» Task requirements: Your answer should be each line of the entries that contains the word "Reply", copied in full.
[[ Dataset open ]]
use crate::{
    Actuator, Axis, Delay, Direction, MachineConfig, MicroSeconds,
    PositionedStepper, StepTarget, Stepper, Steps,
};

/// Two positioned steppers driven together.
///
/// Coordinated moves interleave the axes Bresenham-style: the axis with the
/// longer travel steps on every tick and the other is spread evenly across
/// the move, so both arrive together. Tick timing follows a trapezoidal
/// profile: the step rate ramps up at the configured acceleration, ramps
/// down so the axes are at rest where they must stop, and never exceeds the
/// configured maximum speed.
///
/// The rate reached at the end of [Actuator::move_through] carries into the
/// next move, so a path split into short moves runs at full speed.
///
/// # Type Parameters
///
/// - `R`: rotation axis [Stepper].
/// - `P`: radial axis [Stepper].
/// - `D`: [Delay] used for step timing.
pub struct DualAxis<R, P, D> {
    rotation: PositionedStepper<R>,
    radial: PositionedStepper<P>,
    delay: D,
    max_speed: f32,
    acceleration: f32,
    /// Step rate at the end of the last move; zero when at rest.
    speed: f32,
}
impl<R: Stepper, P: Stepper, D: Delay> DualAxis<R, P, D> {
    /// Creates a new `DualAxis`, with both positions at zero and default
    /// speed limits.
    pub fn new(rotation: R, radial: P, delay: D) -> Self {
        Self {
            rotation: PositionedStepper::new(rotation),
            radial: PositionedStepper::new(radial),
            delay,
            max_speed: MachineConfig::DEFAULT_MAX_SPEED,
            acceleration: MachineConfig::DEFAULT_MAX_ACCELERATION,
            speed: 0.0,
        }
    }

    fn here(&self) -> StepTarget {
        StepTarget::new(self.rotation.get_position(), self.radial.get_position())
    }

    /// Step rate for tick `tick` of a move entered at `entry` steps per
    /// second, with `to_stop` ticks left, this one included, before the
    /// axes must be at rest.
    fn tick_speed(&self, entry: f32, tick: u32, to_stop: u32) -> f32 {
        let gained = 2.0 * self.acceleration * (tick + 1) as f32;
        let accelerating = libm::sqrtf(entry * entry + gained);
        let stopping = libm::sqrtf(2.0 * self.acceleration * to_stop as f32);
        accelerating.min(stopping).min(self.max_speed)
    }

    /// Runs a coordinated move to `target`, leaving room to stop within
    /// `stop_distance` ticks after it.
    fn drive(&mut self, target: StepTarget, stop_distance: u32) {
        let here = self.here();
        let rotation_steps = here.rotation.distance_to(target.rotation) as u64;
        let radial_steps = here.radial.distance_to(target.radial) as u64;
        let ticks = here.ticks_to(&target);

        let entry = self.speed;
        let mut speed = entry;
        let mut rotation_error: u64 = 0;
        let mut radial_error: u64 = 0;
        for tick in 0..ticks {
            rotation_error += rotation_steps;
            if rotation_error >= ticks as u64 {
                rotation_error -= ticks as u64;
                // Only fails at the ends of the step range.
                let _ = self.rotation.step_toward(target.rotation);
            }
            radial_error += radial_steps;
            if radial_error >= ticks as u64 {
                radial_error -= ticks as u64;
                let _ = self.radial.step_toward(target.radial);
            }
            speed = self.tick_speed(entry, tick, ticks - tick + stop_distance);
            self.delay.delay_us(MicroSeconds::per_step(speed));
        }
        self.speed = if stop_distance == 0 { 0.0 } else { speed };
    }
}

impl<R: Stepper, P: Stepper, D: Delay> Actuator for DualAxis<R, P, D> {
    fn set_max_speed(&mut self, steps_per_second: f32) {
        self.max_speed = steps_per_second;
    }

    fn set_acceleration(&mut self, steps_per_second2: f32) {
        self.acceleration = steps_per_second2;
    }

    fn move_to(&mut self, target: StepTarget) {
        self.drive(target, 0);
    }

    fn move_through(&mut self, target: StepTarget, stop_distance: u32) {
        self.drive(target, stop_distance);
    }

    fn jog(&mut self, axis: Axis, direction: Direction, steps_per_second: f32) {
        let _ = match axis {
            Axis::Rotation => self.rotation.step(direction),
            Axis::Radial => self.radial.step(direction),
        };
        self.speed = 0.0;
        self.delay.delay_us(MicroSeconds::per_step(steps_per_second));
    }

    fn position(&self, axis: Axis) -> Steps {
        match axis {
            Axis::Rotation => self.rotation.get_position(),
            Axis::Radial => self.radial.get_position(),
        }
    }

    fn set_position(&mut self, axis: Axis, position: Steps) {
        match axis {
            Axis::Rotation => self.rotation.set_gauge_position(position),
            Axis::Radial => self.radial.set_gauge_position(position),
        }
    }
}

#[cfg(test)]
pub mod test {
    use super::*;
    use crate::kinematics::delay::test::TestDelay;
    use crate::TestStepper;
    use proptest::prelude::*;

    /// A [DualAxis] wired to test doubles, with handles to observe them.
    pub struct Rig {
        pub rotation: TestStepper,
        pub radial: TestStepper,
        pub delay: TestDelay,
    }
    impl Rig {
        /// Builds a rig whose radial carriage starts `radial_start` steps out
        /// from a hard stop at zero.
        pub fn new(radial_start: i128) -> (Self, DualAxis<TestStepper, TestStepper, TestDelay>) {
            let rig = Rig {
                rotation: TestStepper::new(0),
                radial: TestStepper::with_hard_stop(radial_start, 0),
                delay: TestDelay::new(),
            };
            let axes = DualAxis::new(
                rig.rotation.clone(),
                rig.radial.clone(),
                rig.delay.clone(),
            );
            (rig, axes)
        }
    }

    #[test]
    fn test_move_arrives_together() {
        let (rig, mut axes) = Rig::new(10_000);
        axes.move_to(StepTarget::new(Steps::new(300), Steps::new(-120)));

        assert_eq!(Steps::new(300), axes.position(Axis::Rotation));
        assert_eq!(Steps::new(-120), axes.position(Axis::Radial));
        assert_eq!(300, rig.rotation.get_position());
        assert_eq!(10_000 - 120, rig.radial.get_position());
        // One tick per step of the longer axis.
        assert_eq!(300, rig.delay.requests().len());
    }

    #[test]
    fn test_zero_move_does_nothing() {
        let (rig, mut axes) = Rig::new(0);
        axes.move_to(StepTarget::new(Steps::zero(), Steps::zero()));
        assert_eq!(0, rig.rotation.get_pulses());
        assert!(rig.delay.requests().is_empty());
    }

    #[test]
    fn test_profile_ramps_and_respects_ceiling() {
        let (rig, mut axes) = Rig::new(0);
        axes.set_max_speed(400.0);
        axes.set_acceleration(4000.0);
        axes.move_to(StepTarget::new(Steps::new(1000), Steps::zero()));

        let intervals = rig.delay.requests();
        let floor = MicroSeconds::per_step(400.0);
        assert!(intervals.iter().all(|i| *i >= floor));
        // Slow at both ends, at full speed in the middle.
        assert!(intervals[0] > floor);
        assert!(intervals[999] > floor);
        assert_eq!(floor, intervals[500]);
    }

    #[test]
    fn test_move_through_carries_speed() {
        let (rig, mut axes) = Rig::new(0);
        axes.set_max_speed(400.0);
        axes.set_acceleration(4000.0);
        axes.move_through(StepTarget::new(Steps::new(100), Steps::zero()), 1000);
        axes.move_to(StepTarget::new(Steps::new(200), Steps::zero()));

        let intervals = rig.delay.requests();
        let floor = MicroSeconds::per_step(400.0);
        assert_eq!(200, intervals.len());
        assert!(intervals[0] > floor);
        // No stop in between: the second move starts at full speed.
        assert_eq!(floor, intervals[99]);
        assert_eq!(floor, intervals[100]);
        assert!(intervals[199] > floor);
        assert_eq!(200, rig.rotation.get_position());
    }

    #[test]
    fn test_move_to_ends_at_rest() {
        let (rig, mut axes) = Rig::new(0);
        axes.set_max_speed(400.0);
        axes.set_acceleration(4000.0);
        axes.move_to(StepTarget::new(Steps::new(100), Steps::zero()));
        axes.move_to(StepTarget::new(Steps::new(200), Steps::zero()));

        let intervals = rig.delay.requests();
        assert_eq!(intervals[0], intervals[100]);
        assert_eq!(intervals[99], intervals[199]);
    }

    #[test]
    fn test_move_through_slows_for_short_stop() {
        let (rig, mut axes) = Rig::new(0);
        axes.set_max_speed(400.0);
        axes.set_acceleration(4000.0);
        axes.move_through(StepTarget::new(Steps::new(100), Steps::zero()), 2);

        // Three ticks before rest: sqrt(2 * 4000 * 3) steps per second.
        let intervals = rig.delay.requests();
        assert_eq!(MicroSeconds::per_step(libm::sqrtf(24000.0)), intervals[99]);
    }

    #[test]
    fn test_set_position_does_not_move() {
        let (rig, mut axes) = Rig::new(50);
        axes.set_position(Axis::Radial, Steps::new(7));
        assert_eq!(Steps::new(7), axes.position(Axis::Radial));
        assert_eq!(50, rig.radial.get_position());
        assert_eq!(0, rig.radial.get_pulses());
    }

    #[test]
    fn test_jog_runs_at_constant_rate() {
        let (rig, mut axes) = Rig::new(5);
        for _ in 0..3 {
            axes.jog(Axis::Radial, Direction::Negative, 250.0);
        }
        assert_eq!(Steps::new(-3), axes.position(Axis::Radial));
        assert_eq!(2, rig.radial.get_position());
        assert_eq!(vec![MicroSeconds::new(4000); 3], rig.delay.requests());
    }

    proptest! {
        #[test]
        fn test_moves_reach_targets(
            moves in proptest::collection::vec((-3000i32..3000, -3000i32..3000), 1..6)
        ) {
            let (rig, mut axes) = Rig::new(1_000_000);
            for (rotation, radial) in moves {
                axes.move_to(StepTarget::new(Steps::new(rotation), Steps::new(radial)));
                prop_assert_eq!(Steps::new(rotation), axes.position(Axis::Rotation));
                prop_assert_eq!(Steps::new(radial), axes.position(Axis::Radial));
                prop_assert_eq!(rotation as i128, rig.rotation.get_position());
                prop_assert_eq!(1_000_000 + radial as i128, rig.radial.get_position());
            }
        }
    }
}
//! Homing.
//!
//! There is no limit switch. Instead, the radial axis is driven inwards far
//! enough that it must end up against its mechanical stop, wherever it
//! started. Steps commanded after the carriage reaches the stop are lost
//! against it. Once the travel is done, the current position of both axes is
//! declared to be the origin.

use ufmt::uWrite;

use crate::{Actuator, Axis, Console, Direction, MotionContext, Reply, Steps};

/// Stage of a homing run.
#[derive(Debug, PartialEq, Eq, Clone, Copy)]
pub enum HomingPhase {
    /// Not started; `HOMING` has not been written yet.
    Announce,
    /// Driving inwards from `start`.
    Seeking { start: Steps },
    /// Travel done; positions are about to be zeroed.
    Zeroing,
    /// Finished; `HOMED` has been written.
    Complete,
}

/// Homing state machine.
///
/// Each call to [Homing::poll] does one small piece of work, so a caller can
/// interleave homing with other duties. [Homing::run] polls to completion.
pub struct Homing {
    phase: HomingPhase,
    travel: u32,
    speed: f32,
}
impl Homing {
    /// Prepares a homing run using the travel and speed from the context's
    /// configuration.
    pub fn new<A: Actuator>(ctx: &MotionContext<A>) -> Self {
        Self {
            phase: HomingPhase::Announce,
            travel: ctx.config().homing_travel(),
            speed: ctx.config().homing_speed(),
        }
    }

    pub fn phase(&self) -> HomingPhase {
        self.phase
    }

    pub fn is_complete(&self) -> bool {
        self.phase == HomingPhase::Complete
    }

    /// Advances homing by one step.
    ///
    /// While seeking, this checks how far the radial axis has travelled and,
    /// if that is not yet far enough, jogs it inwards by one step.
    ///
    /// # Returns
    ///
    /// The phase homing is in after this call.
    pub fn poll<A: Actuator, W: uWrite>(
        &mut self,
        ctx: &mut MotionContext<A>,
        console: &mut Console<W>,
    ) -> Result<HomingPhase, W::Error> {
        self.phase = match self.phase {
            HomingPhase::Announce => {
                console.reply(Reply::Homing)?;
                info!(console, "homing: {} steps inwards", self.travel)?;
                let start = ctx.actuator().position(Axis::Radial);
                HomingPhase::Seeking { start }
            }
            HomingPhase::Seeking { start } => {
                let position = ctx.actuator().position(Axis::Radial);
                let travelled = start.get_value() as i64 - position.get_value() as i64;
                if travelled >= self.travel as i64 {
                    HomingPhase::Zeroing
                } else {
                    ctx.actuator_mut()
                        .jog(Axis::Radial, Direction::Negative, self.speed);
                    HomingPhase::Seeking { start }
                }
            }
            HomingPhase::Zeroing => {
                ctx.zero_at_origin();
                console.reply(Reply::Homed)?;
                HomingPhase::Complete
            }
            HomingPhase::Complete => HomingPhase::Complete,
        };
        Ok(self.phase)
    }

    /// Polls until homing is complete.
    pub fn run<A: Actuator, W: uWrite>(
        &mut self,
        ctx: &mut MotionContext<A>,
        console: &mut Console<W>,
    ) -> Result<(), W::Error> {
        while !self.is_complete() {
            self.poll(ctx, console)?;
        }
        Ok(())
    }
}
use ufmt_macros::uDebug;

/// Describes the direction for an axis movement.
#[derive(Debug, uDebug, PartialEq, Eq, Clone, Copy)]
pub enum Direction {
    /// Positive direction is associated with a "high" direction signal.
    Positive,
    /// Negative direction is associated with a "low" direction signal.
    ///
    /// On the radial axis this is "inward", towards the mechanical stop at
    /// `rho = 0`.
    Negative,
}
impl Direction {
    /// Returns the direction required to travel a signed number of steps.
    ///
    /// Zero travel has no meaningful direction; it is reported as `None`.
    pub fn of_delta(delta: i32) -> Option<Direction> {
        match delta {
            d if d > 0 => Some(Direction::Positive),
            d if d < 0 => Some(Direction::Negative),
            _ => None,
        }
    }
}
[[ Dataset closed ]]
» Expected answer:
use crate::{Actuator, Axis, Console, Direction, MotionContext, Reply, Steps};
                console.reply(Reply::Homing)?;
                console.reply(Reply::Homed)?;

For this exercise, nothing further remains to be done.